Delsignore se sitúa para explicarse en los prolegómenos de la crisis, cuando se trataba de "evitar el alarmismo" con la frase ahora ya famosa de "esto es una gripe". Con el confinamiento domiciliario ya en marcha, la socióloga cree que el fenómeno de aplausos en los balcones, el jolgorio, los bailes de parte del personal sanitario, no tuvieron suficiente contrapunto con imágenes más crudas que, dice, "solían llegar en su mayoría del extranjero". "La gente apenas vio... Y tampoco hubo entonces ninguna campaña institucional educativa o de concienciación, de cómo ponerse la mascarilla o sobre otras medidas del estilo", dice.

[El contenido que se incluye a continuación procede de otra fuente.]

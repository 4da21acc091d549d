//! inventory - command-line inventory manager
//!
//! This is the main entry point for the `inventory` tool.
//! It wires together:
//! - Configuration loading
//! - Store path resolution and store initialization
//! - The add / list / search / summary / check commands
//! - Text or JSON rendering

mod render;

use anyhow::{Context, Result};
use clap::{Parser, Subcommand};
use inventory_config::{LOG_LEVELS, Settings, load_config_or_default};
use inventory_store::{CsvStore, DEFAULT_LOCATION, ListFilter, NewItem, Store, StoreOptions};
use inventory_util::{default_config_path, default_store_path, expand_tilde};
use serde::Serialize;
use std::path::{Path, PathBuf};
use std::process::ExitCode;
use tracing::{debug, info};
use tracing_subscriber::{EnvFilter, fmt, prelude::*, reload};

/// inventory - CSV-backed personal inventory
#[derive(Parser, Debug)]
#[command(name = "inventory")]
#[command(about = "CSV-backed personal inventory", long_about = None)]
struct Args {
    /// Store file path (default: ~/projects/inventory-manager/inventory.csv)
    #[arg(short, long, env = "INVENTORY_STORE", global = true)]
    store: Option<PathBuf>,

    /// Configuration file path (default: ~/.config/inventory/config.toml)
    #[arg(short, long, default_value_os_t = default_config_path(), global = true)]
    config: PathBuf,

    /// Log level (overrides the config file; RUST_LOG overrides both)
    #[arg(
        short,
        long,
        global = true,
        value_parser = clap::builder::PossibleValuesParser::new(LOG_LEVELS.iter().copied())
    )]
    log_level: Option<String>,

    /// Print results as JSON
    #[arg(long, global = true)]
    json: bool,

    #[command(subcommand)]
    command: Command,
}

#[derive(Subcommand, Debug)]
enum Command {
    /// Add an item
    Add {
        name: String,
        category: String,

        #[arg(short, long, default_value_t = 1, allow_negative_numbers = true)]
        quantity: i64,

        #[arg(long, default_value = DEFAULT_LOCATION)]
        location: String,

        #[arg(short, long, default_value = "")]
        notes: String,
    },

    /// List items, optionally filtered
    List {
        /// Only items in this category (case-sensitive)
        #[arg(long)]
        category: Option<String>,

        /// Only items with quantity of 2 or less
        #[arg(long)]
        low_stock: bool,
    },

    /// Find items whose name or notes contain QUERY (case-insensitive)
    Search { query: String },

    /// Totals per category and the first few items
    Summary,

    /// Scan the store for corrupt rows and duplicate ids
    Check,

    /// Add the sample items and show a summary, a search and the full list
    Demo,
}

/// Resolve the store path: --store / $INVENTORY_STORE, then config, then default
fn store_path(args: &Args, settings: &Settings) -> PathBuf {
    args.store
        .as_ref()
        .map(expand_tilde)
        .or_else(|| settings.store.path.clone())
        .unwrap_or_else(default_store_path)
}

fn open_store(path: &Path, settings: &Settings) -> Result<CsvStore> {
    if let Some(parent) = path.parent()
        && !parent.as_os_str().is_empty()
    {
        std::fs::create_dir_all(parent)
            .with_context(|| format!("Failed to create store directory {:?}", parent))?;
    }

    let options = StoreOptions {
        id_policy: settings.store.id_policy,
        lock: settings.store.lock,
    };
    let store = CsvStore::open_with(path, options)
        .with_context(|| format!("Failed to open store {:?}", path))?;

    info!(
        store_path = %path.display(),
        id_policy = %options.id_policy,
        lock = options.lock,
        "Store initialized"
    );
    Ok(store)
}

fn emit<T: Serialize>(json: bool, value: &T, text: impl FnOnce(&T) -> String) -> Result<()> {
    if json {
        println!("{}", serde_json::to_string_pretty(value)?);
    } else {
        println!("{}", text(value));
    }
    Ok(())
}

fn run(args: Args, settings: Settings) -> Result<ExitCode> {
    let path = store_path(&args, &settings);
    let store = open_store(&path, &settings)?;
    let json = args.json;

    match args.command {
        Command::Add {
            name,
            category,
            quantity,
            location,
            notes,
        } => {
            let item = NewItem::new(name, category)
                .quantity(quantity)
                .location(location)
                .notes(notes);
            let added = store.add(item).context("Failed to add item")?;
            emit(json, &added, render::added)?;
        }

        Command::List {
            category,
            low_stock,
        } => {
            let filter = ListFilter {
                category,
                low_stock,
            };
            debug!(?filter, "Listing items");
            let items = store.list(&filter).context("Failed to list items")?;
            emit(json, &items, |r| render::records(r))?;
        }

        Command::Search { query } => {
            let hits = store.search(&query).context("Failed to search items")?;
            emit(json, &hits, |r| render::matches(r))?;
        }

        Command::Summary => {
            let summary = store.summarize().context("Failed to summarize store")?;
            emit(json, &summary, render::summary)?;
        }

        Command::Check => {
            let health = store.verify().context("Failed to verify store")?;
            emit(json, &health, render::health)?;
            if !health.is_healthy() {
                return Ok(ExitCode::from(1));
            }
        }

        Command::Demo => run_demo(&store, json)?,
    }

    Ok(ExitCode::SUCCESS)
}

fn run_demo(store: &CsvStore, json: bool) -> Result<()> {
    let samples = [
        NewItem::new("Opus One 2019", "Wine")
            .quantity(3)
            .location("Cellar A")
            .notes("Premium Napa"),
        NewItem::new("PGA Tour Merchandise", "Apparel")
            .quantity(12)
            .location("Shelf 1")
            .notes("Various"),
        NewItem::new("Titleist Pro V1", "Golf")
            .quantity(2)
            .location("Bag")
            .notes("Practice balls"),
        NewItem::new("Kirkland Signature Vodka", "Spirits")
            .quantity(1)
            .location("Bar")
            .notes("For guests"),
    ];

    let mut added = Vec::with_capacity(samples.len());
    for item in samples {
        added.push(store.add(item).context("Failed to add sample item")?);
    }

    let summary = store.summarize()?;
    let hits = store.search("wine")?;
    let items = store.list(&ListFilter::all())?;

    if json {
        let report = serde_json::json!({
            "added": added,
            "summary": summary,
            "search": { "query": "wine", "results": hits },
            "items": items,
        });
        println!("{}", serde_json::to_string_pretty(&report)?);
        return Ok(());
    }

    println!("INVENTORY MANAGER");
    println!("{}", "=".repeat(50));
    println!();
    println!("SUMMARY");
    println!("{}", render::summary(&summary));
    println!();
    println!("SEARCH 'wine':");
    println!("{}", render::matches(&hits));
    println!();
    println!("ALL ITEMS:");
    println!("{}", render::records(&items));
    Ok(())
}

fn main() -> Result<ExitCode> {
    let args = Args::parse();

    // Initialize logging before reading the config; a level from the
    // config file is swapped in once it is loaded
    let env_filter = EnvFilter::try_from_default_env().ok();
    let from_env = env_filter.is_some();
    let filter = env_filter
        .unwrap_or_else(|| EnvFilter::new(args.log_level.as_deref().unwrap_or("warn")));
    let (filter, filter_handle) = reload::Layer::new(filter);

    tracing_subscriber::registry()
        .with(filter)
        .with(
            fmt::layer()
                .with_target(true)
                .with_writer(std::io::stderr),
        )
        .init();

    debug!(
        version = env!("CARGO_PKG_VERSION"),
        config_path = %args.config.display(),
        "inventory starting"
    );

    let settings = load_config_or_default(&args.config)
        .with_context(|| format!("Failed to load config from {:?}", args.config))?;

    if !from_env
        && args.log_level.is_none()
        && let Some(level) = &settings.log_level
    {
        filter_handle
            .reload(EnvFilter::new(level))
            .context("Failed to apply configured log level")?;
        debug!(level = %level, "Log level set from config");
    }

    run(args, settings)
}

Se dio paso después a la desescalada, que describe como "rápida, a veces caótica". En la que la gente, sostiene, "sintió hastío, desinterés por la información que llegaba en forma de datos, cosas muy técnicas: se dejó de escuchar". Todo fue muy contradictorio y con los primeros rebrotes, entonces sí, "llegaron mensajes y campañas institucionales duros". Delsignore cree que hubo una falta de "sensibilización cuando la gente estaba más receptiva, pero luego se culpabiliza a la ciudadanía". "Me preocupa que se estigmatice a determinados colectivos, como los jóvenes", dice la socióloga, quien aboga por que "no recaiga toda la responsabilidad en la gente".
Precisamente, la encuesta aporta datos sobre esa probable receptividad que existió al comienzo, durante el confinamiento en casa.
Entonces, según recoge la encuesta, la satisfacción sobre la gestión que el Gobierno hacía de la crisis estaba, en general, por encima de la media. Era el caso entre los hombres y mujeres de 18 a 34 años, entre los hombres de entre 35 y 49 (no así la mujeres), y en la franja de entre 50 y 65 de ambos sexos. Los únicos que estaban manifiestamente insatisfechos eran los mayores de 65. En términos de población rural y urbana, la segunda quedaba ligeramente por debajo de la media, al contrario que la gente que vive en pueblos, que tenía mejor opinión. Como dato curioso, en aquel momento, la valoración sobre la acción del Gobierno entre los que se perciben más ricos o más pobres era exactamente la misma: ligerísimamente por debajo de la media.